In August 2009, Max Haidt, age three, had his first day of preschool in Charlottesville, Virginia. But before he was allowed to take the first step on his eighteen-year journey to a college degree, his parents, Jon and Jayne, had to attend a mandatory orientation session where the rules and procedures were explained by Max’s teacher. The most important rule, judging by the time spent discussing it, was: no nuts. Because of the risk to children with peanut allergies, there was an absolute prohibition on bringing anything containing nuts into the building. Of course, peanuts are legumes, not nuts, but some kids have allergies to tree nuts, too, so along with peanuts and peanut butter, all nuts and nut products were banned. And to be extra safe, the school also banned anything produced in a factory that processes nuts, so many kinds of dried fruits, and other snacks were prohibited, too.
As the list of prohibited substances grew, and as the clock ticked on, Jon asked the assembled group of parents what he thought was a helpful question: “Does anyone here have a child with any kind of nut allergy? If we know about the kids’ actual allergies, I’m sure we’ll all do everything we can to avoid risk. But if there’s no kid in the class with such an allergy, then maybe we can lighten up a bit and instead of banning all those things, just ban peanuts?”
The teacher was visibly annoyed Jon’s question, and she moved rapidly to stop any parent from responding. Don’t put anyone on the spot, she said. Don’t make any parent feel uncomfortable. Regardless of whether anyone in the class is affected, these are the school’s rules.
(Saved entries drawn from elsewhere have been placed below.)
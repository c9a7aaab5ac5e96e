//! Entity resolution.
//!
//! Turns a free-form [`ChatReference`] into a [`ResolvedEntity`] by running a
//! short ordered sequence of lookup strategies against the remote directory:
//! cache, numeric ID variants, username, and finally a scan of the caller's
//! dialog list. The first hit wins; a miss reports every representation
//! attempted.

mod reference;

pub use reference::{
    ChatReference, has_supergroup_prefix, with_supergroup_prefix, without_supergroup_prefix,
};

use std::collections::HashMap;

use thiserror::Error;
use tokio::sync::Mutex;
use tracing::{debug, trace};

use crate::directory::{Directory, RemoteError, ResolvedEntity};

/// Errors from a resolution attempt.
#[derive(Debug, Error)]
pub enum ResolveError {
    /// No strategy produced a match.
    #[error("no entity found, attempted: {}", attempted.join(", "))]
    NotFound {
        /// Every representation that was tried, for diagnostics.
        attempted: Vec<String>,
    },

    /// The directory failed in a way that is not a simple miss.
    #[error("directory error: {0}")]
    Remote(#[from] RemoteError),
}

/// Resolves chat references against a remote directory, caching hits for the
/// session.
///
/// The cache is append-only and keyed by every equivalent representation of
/// an entity, so resolving `1234` and `-1001234` converge on the same value.
pub struct Resolver<D> {
    directory: D,
    cache: Mutex<HashMap<String, ResolvedEntity>>,
}

impl<D: Directory> Resolver<D> {
    /// Creates a resolver over the given directory.
    pub fn new(directory: D) -> Self {
        Self {
            directory,
            cache: Mutex::new(HashMap::new()),
        }
    }

    /// Returns the wrapped directory.
    pub fn directory(&self) -> &D {
        &self.directory
    }

    /// Resolves a reference, short-circuiting on the first strategy that
    /// succeeds.
    pub async fn resolve(&self, reference: &ChatReference) -> Result<ResolvedEntity, ResolveError> {
        let mut attempted = Vec::new();

        if let Some(entity) = self.lookup_cached(reference).await {
            trace!("cache hit for {}", reference);
            return Ok(entity);
        }

        // Numeric lookups: try every candidate representation.
        for candidate in reference.id_candidates() {
            attempted.push(candidate.to_string());
            match self.directory.entity_by_id(candidate).await {
                Ok(entity) => return Ok(self.remember(entity).await),
                Err(RemoteError::NotFound) => {}
                Err(RemoteError::Other(reason)) => {
                    debug!("id lookup {} failed: {}", candidate, reason);
                }
                Err(err) => return Err(err.into()),
            }
        }

        // Username lookup. Private invite slugs cannot resolve this way and
        // fall through to the dialog scan.
        if let ChatReference::Username(name) = reference {
            attempted.push(format!("@{name}"));
            match self.directory.entity_by_username(name).await {
                Ok(entity) => return Ok(self.remember(entity).await),
                Err(RemoteError::NotFound) => {}
                Err(RemoteError::Other(reason)) => {
                    debug!("username lookup @{} failed: {}", name, reason);
                }
                Err(err) => return Err(err.into()),
            }
        }

        // Fall back to scanning the caller's own chat list.
        attempted.push("dialog scan".to_owned());
        let dialogs = self.directory.dialogs().await?;
        for entity in dialogs {
            if reference_matches(reference, &entity) {
                debug!("resolved {} via dialog scan: {}", reference, entity.title);
                return Ok(self.remember(entity).await);
            }
        }

        Err(ResolveError::NotFound { attempted })
    }

    async fn lookup_cached(&self, reference: &ChatReference) -> Option<ResolvedEntity> {
        let cache = self.cache.lock().await;
        for key in reference_cache_keys(reference) {
            if let Some(entity) = cache.get(&key) {
                return Some(entity.clone());
            }
        }
        None
    }

    /// Stores the entity under every equivalent key and returns it.
    async fn remember(&self, entity: ResolvedEntity) -> ResolvedEntity {
        let mut cache = self.cache.lock().await;
        for key in entity_cache_keys(&entity) {
            cache.entry(key).or_insert_with(|| entity.clone());
        }
        entity
    }
}

/// Keys under which a reference may have been cached.
fn reference_cache_keys(reference: &ChatReference) -> Vec<String> {
    match reference {
        ChatReference::Id(_) => reference
            .id_candidates()
            .into_iter()
            .map(|id| id.to_string())
            .collect(),
        ChatReference::Username(name) => vec![name.clone()],
        ChatReference::InviteSlug(hash) => vec![hash.to_lowercase()],
    }
}

/// Keys under which a resolved entity is stored.
fn entity_cache_keys(entity: &ResolvedEntity) -> Vec<String> {
    let mut keys = vec![
        entity.id.to_string(),
        entity.id.unsigned_abs().to_string(),
    ];
    if let Some(prefixed) = with_supergroup_prefix(entity.id) {
        keys.push(prefixed.to_string());
    }
    if let Some(stripped) = without_supergroup_prefix(entity.id) {
        keys.push(stripped.to_string());
    }
    if let Some(name) = &entity.username {
        keys.push(name.to_lowercase());
    }
    keys
}

/// Whether a dialog entry matches the reference by ID, title, or username.
fn reference_matches(reference: &ChatReference, entity: &ResolvedEntity) -> bool {
    match reference {
        ChatReference::Id(_) => {
            let entity_forms = entity_cache_keys(entity);
            reference
                .id_candidates()
                .iter()
                .any(|candidate| entity_forms.contains(&candidate.to_string()))
        }
        ChatReference::Username(name) => {
            entity
                .username
                .as_deref()
                .is_some_and(|username| username.eq_ignore_ascii_case(name))
                || entity.title.eq_ignore_ascii_case(name)
        }
        ChatReference::InviteSlug(_) => false,
    }
}
//! Chat reference parsing.
//!
//! A reference is whatever the user typed to name a chat: a bare numeric ID,
//! a signed ID, a "-100"-prefixed supergroup ID, a username (with or without
//! `@`), or a `t.me/...` link. Parsing normalizes it once; the resolver then
//! decides which lookups to attempt.

use std::fmt;

/// A parsed, immutable chat reference.
#[derive(Debug, Clone, PartialEq, Eq)]
pub enum ChatReference {
    /// Numeric ID in any convention (bare, signed, or "-100"-prefixed).
    Id(i64),

    /// Public username, lowercased, without the leading `@`.
    Username(String),

    /// Slug of a private invite link (`t.me/+hash` or `t.me/joinchat/hash`).
    InviteSlug(String),
}

impl ChatReference {
    /// Parses a free-form reference string.
    ///
    /// Returns `None` for empty input.
    #[must_use]
    pub fn parse(input: &str) -> Option<Self> {
        let trimmed = input.trim();
        if trimmed.is_empty() {
            return None;
        }

        // t.me links carry either a public username or a private invite slug.
        if let Some(rest) = trimmed
            .split_once("t.me/")
            .map(|(_, rest)| rest.trim_end_matches('/'))
        {
            if rest.is_empty() {
                return None;
            }
            if let Some(hash) = rest.strip_prefix('+') {
                return Some(Self::InviteSlug(hash.to_owned()));
            }
            if let Some(hash) = rest.strip_prefix("joinchat/") {
                return Some(Self::InviteSlug(hash.to_owned()));
            }
            return Some(Self::Username(rest.to_lowercase()));
        }

        if let Some(name) = trimmed.strip_prefix('@') {
            if name.is_empty() {
                return None;
            }
            return Some(Self::Username(name.to_lowercase()));
        }

        if let Ok(id) = trimmed.parse::<i64>() {
            return Some(Self::Id(id));
        }

        Some(Self::Username(trimmed.to_lowercase()))
    }

    /// Numeric representations worth attempting for this reference, in order.
    ///
    /// A bare numeric ID is ambiguous between a basic-group ID and a
    /// supergroup ID lacking its prefix, so both forms are produced.
    #[must_use]
    pub fn id_candidates(&self) -> Vec<i64> {
        let Self::Id(id) = self else {
            return Vec::new();
        };

        let mut candidates = vec![*id];
        if let Some(prefixed) = with_supergroup_prefix(*id) {
            candidates.push(prefixed);
        }
        if let Some(stripped) = without_supergroup_prefix(*id) {
            candidates.push(stripped);
        }
        candidates.dedup();
        candidates
    }
}

impl fmt::Display for ChatReference {
    fn fmt(&self, f: &mut fmt::Formatter<'_>) -> fmt::Result {
        match self {
            Self::Id(id) => write!(f, "{id}"),
            Self::Username(name) => write!(f, "@{name}"),
            Self::InviteSlug(hash) => write!(f, "t.me/+{hash}"),
        }
    }
}

/// Applies the "-100" supergroup prefix to an unprefixed ID.
///
/// The prefix is a string-level convention: `123456` becomes `-100123456`.
/// Returns `None` when the ID already carries the prefix or the result
/// overflows.
#[must_use]
pub fn with_supergroup_prefix(id: i64) -> Option<i64> {
    if has_supergroup_prefix(id) {
        return None;
    }
    format!("-100{}", id.unsigned_abs()).parse().ok()
}

/// Removes the "-100" supergroup prefix, yielding the bare positive ID.
///
/// Returns `None` when the ID is not prefixed.
#[must_use]
pub fn without_supergroup_prefix(id: i64) -> Option<i64> {
    let text = id.to_string();
    let rest = text.strip_prefix("-100")?;
    if rest.is_empty() {
        return None;
    }
    rest.parse().ok()
}

/// Whether an ID carries the "-100" supergroup prefix.
#[must_use]
pub fn has_supergroup_prefix(id: i64) -> bool {
    without_supergroup_prefix(id).is_some()
}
You can’t blame the school for being so cautious. Peanut allergies were rare among American children up until the mid-1990s, when one study found that only four out of a thousand children under the age of eight had such an allergy. But by 2008, according to the same survey, using the same measures, the rate had more than tripled, to fourteen put of a thousand. Nobody knew why American children were suddenly becoming more allergic to peanuts, but the logical and compassionate response was obvious: Kids are vulnerable. Protect them from peanuts, peanut products, and anything that has been in contact with nuts of any kind. Why not? What’s the harm, other than some inconvenience to parents preparing lunches?

But it turns out that the harm was severe. It was later discovered that peanut allergies were surging precisely because parents and teachers had started protecting children from exposure to peanuts back in the 1990s. In February 2015, an authoritative study was published. The LEAP (Learning Early About Peanut Allergy) study was based on the hypothesis that “regular eating of peanut-containing products, when started during infancy, will elicit a protective immune response instead of an allergic immune reaction.” The researchers recruited the parents of 640 infants (four to eleven months old) who were at high risk of developing a peanut allergy because they had severe eczema or had tested positive for another allergy. The researchers told half the parents to follow the standard advice for high-risk kids, which was to avoid all exposure to peanuts and peanut products. The other half were given a supply of a snack make from peanut butter and puffed corn and were told to give some to their child at least three times a week. The researchers followed all the families carefully, and when the children turned five years old, they were tested for an allergic reaction to peanuts.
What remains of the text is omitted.